TÜRKEŞ’İN ÇIRAĞI “ALLAME” TAHA AKYOL

Bir dönem var, Bülent Ecevit muhalefet lideri ve belki de başbakan, Alparslan Türkeş her zamanki yerinde, önce çok laiktiler ve mutlaka “kımız” içiyorlardı ve birden yoğun Müslüman oldular ve değiştiler. Televizyonlarda yarışıyorlardı, “Sayın Ecevit hırsızdır”, buna pek gülüyordum, hırsızın sayın’ını ise ilk kez duyuyordum. Ecevit de, “Sayın Türkeş, katildir” buyuruyordu, bundan da katilin “sayın” olabileceğini ilk kez öğreniyordum. Güzel, Taha Akyol işte bu zamanda, Türkeş’in bir “yanaşmanı” idi ve yardımcısıdır, yanından hiç ayrılmıyordu. Peki, Türkeş’in işine fiilen katılıyor muydu, hiç bilemiyorum. Sayın Türkeş’in yanında bir tür çırak olduğunu düşünüyordum. Sonra Aydın Doğan yanına alıverdiler ve işte o günden bugüne pek kibar oldular ve “allame” sayıldılar, kendisi saymaktadır. Ayrı ve ince bir dili var; İlber Hocam, duydukça gülüyor muydu, gülmemek zordur.
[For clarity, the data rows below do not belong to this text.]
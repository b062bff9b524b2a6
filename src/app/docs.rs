use axum::{Json, response::Html};
use utoipa::OpenApi;

use crate::app::openapi::ApiDoc;

pub const OPENAPI_JSON_PATH: &str = "/api-docs/openapi.json";

pub async fn swagger_ui() -> Html<String> {
    Html(format!(
        r#"<!doctype html>
<html lang="en">
<head>
  <meta charset="utf-8" />
  <meta name="viewport" content="width=device-width, initial-scale=1" />
  <title>Sticky Notes API</title>
  <link rel="stylesheet" href="https://unpkg.com/swagger-ui-dist@5/swagger-ui.css" />
</head>
<body>
  <div id="swagger-ui"></div>
  <script src="https://unpkg.com/swagger-ui-dist@5/swagger-ui-bundle.js"></script>
  <script>
    window.ui = SwaggerUIBundle({{
      url: '{OPENAPI_JSON_PATH}',
      dom_id: '#swagger-ui',
      deepLinking: true,
      docExpansion: 'list',
    }});
  </script>
</body>
</html>
"#
    ))
}

pub async fn openapi_spec() -> Json<utoipa::openapi::OpenApi> {
    Json(ApiDoc::openapi())
}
Ve ben bir-iki kez sordum, cevabını saklı tutuyorum. Ama şu anda yüzümde bir gülüş hissediyorum.

***

Sayın Akyol ne biliyor, demek gerek, ne bilmiyor ki, neredeyse benden de çok biliyor. Ve öyle sanıyorum sanki bir “ümm-i allame’dir”, doğuştan bilge, diyorum; Tayyip Beyefendi, İbn-i Haldun’dan söz ettiler ya, Akyol, hem biliyorlar ve hem de aşıyorlar. Tenkit’i dahi var. Şimdi buradayız; Sayın Akyol neredeyse bir gün sonra yazmışlar.

İBN HALDUN VE İSLAM

Ve 24 Mayıs 2017 tarihindeyiz ve Hürriyet’teyiz, yerimiz yüksektir, Taha Akyol fıkrasındayız, “İbn Haldun ve İslam” sütunundayız. O gün şöyle başlıyoruz: “İbn Haldun adıyla İstanbul’da yeni bir üniversitenin açılmasına sevindim. İbn Haldun, İslam’ın ve insanlığın bilim tarihinde çok büyük bir isimdir. Törende konuşan Cumhurbaşkanı Erdoğan, İbn Haldun’u bırakıp pozitivist sosyolojinin kurucusu Auguste Comte’un geçmişte önemsenmiş olmasını eleştirdi. Hatta bunda bir kasıt olduğunu ima ederek İbn Haldun mahkum edilmiştir, dedi.” Çok güzel, yalnız işaret ediyorum, “dediler” fiilini kullansalar, daha kibar olurdu; Akyol’a daha uygundur. Bizim dilimizde çoğul ekler daha çok saygı yüklüdürler. Misal mı, “Kemal Paşa geldi” değil, “geldiler” var ve ben de zaman zaman Osmani kibar dili seçiyorum. Muhtemelen Farisi’den alıyoruz.

***

Akyol, buradan hemen sonra, “günümüzde sosyoloji bilimi Comte’u çoktan aşmıştır” diyorlar. Çok güzel, ülkemiz, öyle anlıyoruz, açılmaktadır ve Akyol Üstad, Cumhurbaşkanı Erdoğan’ı, hemen ve açıkça eleştirmektedir. Öyle anlıyoruz, aşılmış bir kimsenin, şöyle de söyleyebiliriz, artık tarih olmuş bir Comte’un, on dördüncü yüzyılda yaşamış ve yazmış olan İbn Haldun’u, çok daha eski bir tarihi, mahkum etmesi imkansızdır, söylenen işte budur. Kibar bir biçemi var.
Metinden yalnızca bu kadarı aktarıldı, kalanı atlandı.